7. Attorney's Fees; Collection Costs. If there has been an Event of Default by
Borrower hereunder, Xxxxxx shall be entitled to receive and Xxxxxxxx agrees to
pay all costs of enforcement and collection incurred by Xxxxxx, including,
without limitation, reasonable attorney's fees relating thereto.
8. Notices. Unless otherwise specified herein, all notices hereunder shall be in
writing and shall be deemed to have been given when delivered by hand, or on the
third business day after properly deposited with the United States Postal
Service, as certified mail, return receipt requested, postage prepaid, or on the
first business day after properly deposited with an overnight courier of
national standing, addressed to the address indicated below:
If to the Borrower, at:
One Capital Centre
00 Xxxx Xxxxxx, 0xx Xxxxx
Xxxxxx, Xxx Xxxx 00000
Attention: Xxxxxxx XxXxxx, Co-Chief Executive Officer
If to the Lender, at:
-------------------
-------------------
-------------------
or at any other address specified by Borrower or Lender in writing.
9. Expenses. The Borrower shall pay all expenses of the Lender in connection
with the preparation of this Note or other documents executed in connection
therewith, including, without limitation, fees of outside legal counsel or the
allocated costs of in-house legal counsel, accounting, consulting, brokerage or
other similar professional fees or expenses, and any fees or expenses associated
with any travel or other costs relating to any appraisals or examinations
conducted in connection with the obligations hereunder, provided that Borrower
shall not have to pay any such expenses in excess of $5,000, and the amount of
all such expenses shall, until paid, bear interest at the rate applicable to
principal hereunder. The Borrower shall also pay all expenses of the Lender in
connection with the waiver or amendment of this Note and the administration,
default or collection of any amount due under this Note or other obligations or
administration, default, collection in connection with the Lender's exercise,
preservation or enforcement of any of its rights, remedies or options hereunder,
including, without limitation, fees of outside legal counsel or the allocated
costs of in-house legal counsel, accounting, consulting, brokerage or other
similar professional fees or expenses, and any fees or expenses associated with
any travel or other costs relating to any appraisals or examinations conducted
in connection with the obligations hereunder, and the amount of all such
expenses shall, until paid, bear interest at the rate applicable to principal
hereunder.
10. Set-Off.
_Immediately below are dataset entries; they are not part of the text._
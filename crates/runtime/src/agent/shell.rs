use std::sync::Arc;
use std::time::Duration;

use chrono::Utc;
use game_core::{ImpostorRoster, InvariantViolation, Observation};

use super::prompt::{self, NO_MEMORY, NO_THINKING};
use crate::api::{AgentContext, AgentIdentity, Decision, DecisionError, DecisionPolicy};
use crate::repository::{AgentLog, AgentLogRecord, AgentResponse, Interaction, PlayerTag};

/// Binds one player to a decision policy and a log sink.
///
/// The shell owns the agent's memory between turns and writes one log record
/// per decision. Construction takes the finished [`ImpostorRoster`], so an
/// impostor's context can only be built once every role is known.
pub struct AgentShell {
    context: AgentContext,
    policy: Box<dyn DecisionPolicy>,
    log: Arc<dyn AgentLog>,
    timeout: Duration,
}

impl AgentShell {
    pub const DEFAULT_TIMEOUT: Duration = Duration::from_secs(60);

    /// Builds the shell and its system prompt.
    ///
    /// # Errors
    ///
    /// [`InvariantViolation::ImpostorNotListed`] when `identity` is an
    /// impostor missing from `roster`.
    pub fn new(
        identity: AgentIdentity,
        roster: &ImpostorRoster,
        policy: Box<dyn DecisionPolicy>,
        log: Arc<dyn AgentLog>,
    ) -> Result<Self, InvariantViolation> {
        if identity.role.is_impostor() && !roster.contains(identity.player) {
            return Err(InvariantViolation::ImpostorNotListed(identity.player));
        }

        let system_prompt = prompt::system_prompt(&identity, roster);
        Ok(Self {
            context: AgentContext {
                game_index: 0,
                identity,
                system_prompt,
                memory: NO_MEMORY.to_string(),
                thinking: NO_THINKING.to_string(),
            },
            policy,
            log,
            timeout: Self::DEFAULT_TIMEOUT,
        })
    }

    pub fn with_timeout(mut self, timeout: Duration) -> Self {
        self.timeout = timeout;
        self
    }

    pub fn with_game_index(mut self, game_index: usize) -> Self {
        self.context.game_index = game_index;
        self
    }

    pub fn identity(&self) -> &AgentIdentity {
        &self.context.identity
    }

    pub fn system_prompt(&self) -> &str {
        &self.context.system_prompt
    }

    pub fn memory(&self) -> &str {
        &self.context.memory
    }

    pub fn policy_kind(&self) -> &'static str {
        self.policy.kind()
    }

    /// Asks the policy for one action, bounded by the decision timeout.
    ///
    /// # Errors
    ///
    /// Any [`DecisionError`]; the caller forfeits the turn.
    pub async fn act(&mut self, observation: &Observation) -> Result<Decision, DecisionError> {
        if observation.legal_actions.is_empty() {
            return Err(DecisionError::NoLegalAction);
        }

        let turn_prompt = prompt::turn_prompt(&self.context, observation);
        let decision = tokio::time::timeout(
            self.timeout,
            self.policy
                .decide(&self.context, observation, &observation.legal_actions),
        )
        .await
        .map_err(|_| DecisionError::Timeout(self.timeout))??;

        if let Some(memory) = &decision.memory {
            self.context.memory = memory.clone();
        }
        if let Some(thinking) = &decision.thinking {
            self.context.thinking = thinking.clone();
        }

        let record = self.record(observation, turn_prompt, &decision);
        if let Err(error) = self.log.append(&record) {
            tracing::warn!(
                target: "runtime::agent",
                player = %self.context.identity.name,
                %error,
                "failed to write agent log"
            );
        }

        tracing::debug!(
            target: "runtime::agent",
            game = self.context.game_index,
            player = %self.context.identity.name,
            action = %record.interaction.response.action,
            "decided"
        );
        Ok(decision)
    }

    fn record(
        &self,
        observation: &Observation,
        turn_prompt: String,
        decision: &Decision,
    ) -> AgentLogRecord {
        let identity = &self.context.identity;
        AgentLogRecord {
            game_index: self.context.game_index,
            timestep: observation.timestep.0,
            phase: observation.phase.label(),
            player: PlayerTag {
                name: identity.name.clone(),
                identity: identity.role.to_string(),
            },
            interaction: Interaction {
                system_prompt: self.context.system_prompt.clone(),
                prompt: turn_prompt,
                response: AgentResponse {
                    condensed_memory: self.context.memory.clone(),
                    thinking_process: self.context.thinking.clone(),
                    action: prompt::describe_choice(observation, &decision.action),
                },
            },
            timestamp: Utc::now(),
        }
    }
}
Regardless of any means of obtaining repayment of the obligations
hereunder, any deposits, balances or other sums credited by or due from the
Lender to the Borrower may, at any time and from time to time, without notice to
the Borrower or compliance with any other condition precedent now or hereafter
imposed by statute, rule of law, or otherwise (all of which are hereby expressly
waived) be set off, appropriated, and applied by the Lender against any and all
obligations of the Borrower to the Lender or any of its affiliates in such
manner as the Lender in its sole discretion may determine, and the Borrower
hereby grants to the Lender a continuing security interest in such deposits,
balances or other sums for the payment and performance of all such obligations.
-3-
11. No Waivers of Xxxxxx's Rights. No failure or delay by the Lender in
exercising any right, power or privilege hereunder or under any other documents
or agreements executed in connection herewith shall operate as a waiver thereof;
nor shall any single or partial exercise thereof preclude any other or further
exercise thereof or the exercise of any other right, power or privilege. The
rights and remedies in this Note provided are cumulative and not exclusive of
any rights or remedies otherwise provided by agreement or law.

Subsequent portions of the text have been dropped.